Stefano Riboli is 89 and his wife Maddalena is 87. They go to work every day, Stefano at his San Antonio Winery and Maddalena at the restaurant in the same building north of downtown Los Angeles. Working keeps them healthy and energized, they say. “If I stay home for two or three hours, I’m already tired.”
Stefano said. “But if I come down here, I feel better. The pains I have at home go away.” In this annual Special Report, the Business Journal checks in with eight Angelenos, all 80 or over, who are still working – and loving it.

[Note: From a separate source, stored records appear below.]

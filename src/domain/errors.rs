//! Domain error types
//!
//! This module defines the single error hierarchy used by every layer of Strata.
//! Third-party error types are converted into domain variants at the boundary so
//! callers never match on `reqwest` or `serde_yaml` types.

use thiserror::Error;

/// Main Strata error type
#[derive(Debug, Error)]
pub enum StrataError {
    /// No source is registered under the given id
    #[error("source not found: {0}")]
    SourceNotFound(String),

    /// A source is already registered under the given id
    #[error("source already registered: {0}")]
    DuplicateSource(String),

    /// The path does not resolve in the tree
    #[error("path not found: {0}")]
    PathNotFound(String),

    /// The configured sub-tree path does not resolve in a remote response
    #[error("remote path not found: {0}")]
    RemotePathNotFound(String),

    /// A value exists at the path but has the wrong shape
    #[error("conversion error at '{path}': expected {expected}")]
    Conversion {
        /// Path that was resolved
        path: String,
        /// Name of the requested type
        expected: &'static str,
    },

    /// A required field is missing from a declarative source description
    #[error("missing required field: {0}")]
    MissingField(&'static str),

    /// A field of a declarative source description is present but invalid
    #[error("invalid field '{field}': {reason}")]
    InvalidField {
        /// Field name
        field: &'static str,
        /// What was wrong with it
        reason: String,
    },

    /// No decoder strategy accepts the format
    #[error("invalid decoder format: {0}")]
    InvalidDecoderFormat(String),

    /// No source strategy accepts the type
    #[error("invalid source type: {0}")]
    InvalidSourceType(String),

    /// Raw content could not be decoded
    #[error("decode error: {0}")]
    Decode(String),

    /// The decoder was used after `close()`
    #[error("decoder already closed")]
    DecoderClosed,

    /// I/O errors
    #[error("I/O error: {0}")]
    Io(String),

    /// HTTP errors from remote sources
    #[error("HTTP error: {0}")]
    Http(String),

    /// Timestamp parsing errors
    #[error("invalid timestamp at '{path}': {reason}")]
    Timestamp {
        /// Path holding the timestamp
        path: String,
        /// Parser message
        reason: String,
    },

    /// Settings errors
    #[error("Configuration error: {0}")]
    Configuration(String),

    /// Periodic reload trigger errors
    #[error("trigger error: {0}")]
    Trigger(String),

    /// Several independent failures, e.g. while closing every source
    #[error("{} errors occurred: {}", .0.len(), join_errors(.0))]
    Multiple(Vec<StrataError>),
}

fn join_errors(errors: &[StrataError]) -> String {
    errors
        .iter()
        .map(ToString::to_string)
        .collect::<Vec<_>>()
        .join("; ")
}

impl StrataError {
    /// Collapse a list of errors into a single result.
    ///
    /// An empty list is success, one error is returned as is and anything
    /// more becomes [`StrataError::Multiple`].
    pub fn from_many(mut errors: Vec<StrataError>) -> Result<(), StrataError> {
        match errors.len() {
            0 => Ok(()),
            1 => Err(errors.remove(0)),
            _ => Err(StrataError::Multiple(errors)),
        }
    }

    /// Whether the error means "nothing at this path"
    pub fn is_not_found(&self) -> bool {
        matches!(
            self,
            StrataError::PathNotFound(_)
                | StrataError::RemotePathNotFound(_)
                | StrataError::SourceNotFound(_)
        )
    }
}

impl From<std::io::Error> for StrataError {
    fn from(err: std::io::Error) -> Self {
        StrataError::Io(err.to_string())
    }
}

impl From<serde_json::Error> for StrataError {
    fn from(err: serde_json::Error) -> Self {
        StrataError::Decode(format!("JSON: {err}"))
    }
}

impl From<serde_yaml::Error> for StrataError {
    fn from(err: serde_yaml::Error) -> Self {
        StrataError::Decode(format!("YAML: {err}"))
    }
}

impl From<toml::de::Error> for StrataError {
    fn from(err: toml::de::Error) -> Self {
        StrataError::Decode(format!("TOML: {err}"))
    }
}

impl From<reqwest::Error> for StrataError {
    fn from(err: reqwest::Error) -> Self {
        StrataError::Http(err.to_string())
    }
}

impl From<walkdir::Error> for StrataError {
    fn from(err: walkdir::Error) -> Self {
        StrataError::Io(err.to_string())
    }
}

Take, for example, what living legend Vin Scully, 83, said about his more than 60 years behind the microphone at Dodgers games: “Announcing has been my life,” he said. “And I’ve loved every minute of it.” And get this: Some of today’s older workers keep up to date on technology.
Comic book creator Stan Lee, 87, has a Twitter following and feels he has to post news for his followers – he calls them Brigadiers – every night. “I can’t let my Brigadiers down,” he said. As you’ll see in these pages, a few admit that they feel their age.
“Some of my bones hurt and I have to move around with a cane,” acknowledged 84-year-old Murray Weissman, chairman of his PR firm. But, like so many of his octogenarian peers, he found a way to work that to his advantage: “Now that I accompany the cane with a beard, I cut quite a colorful figure.”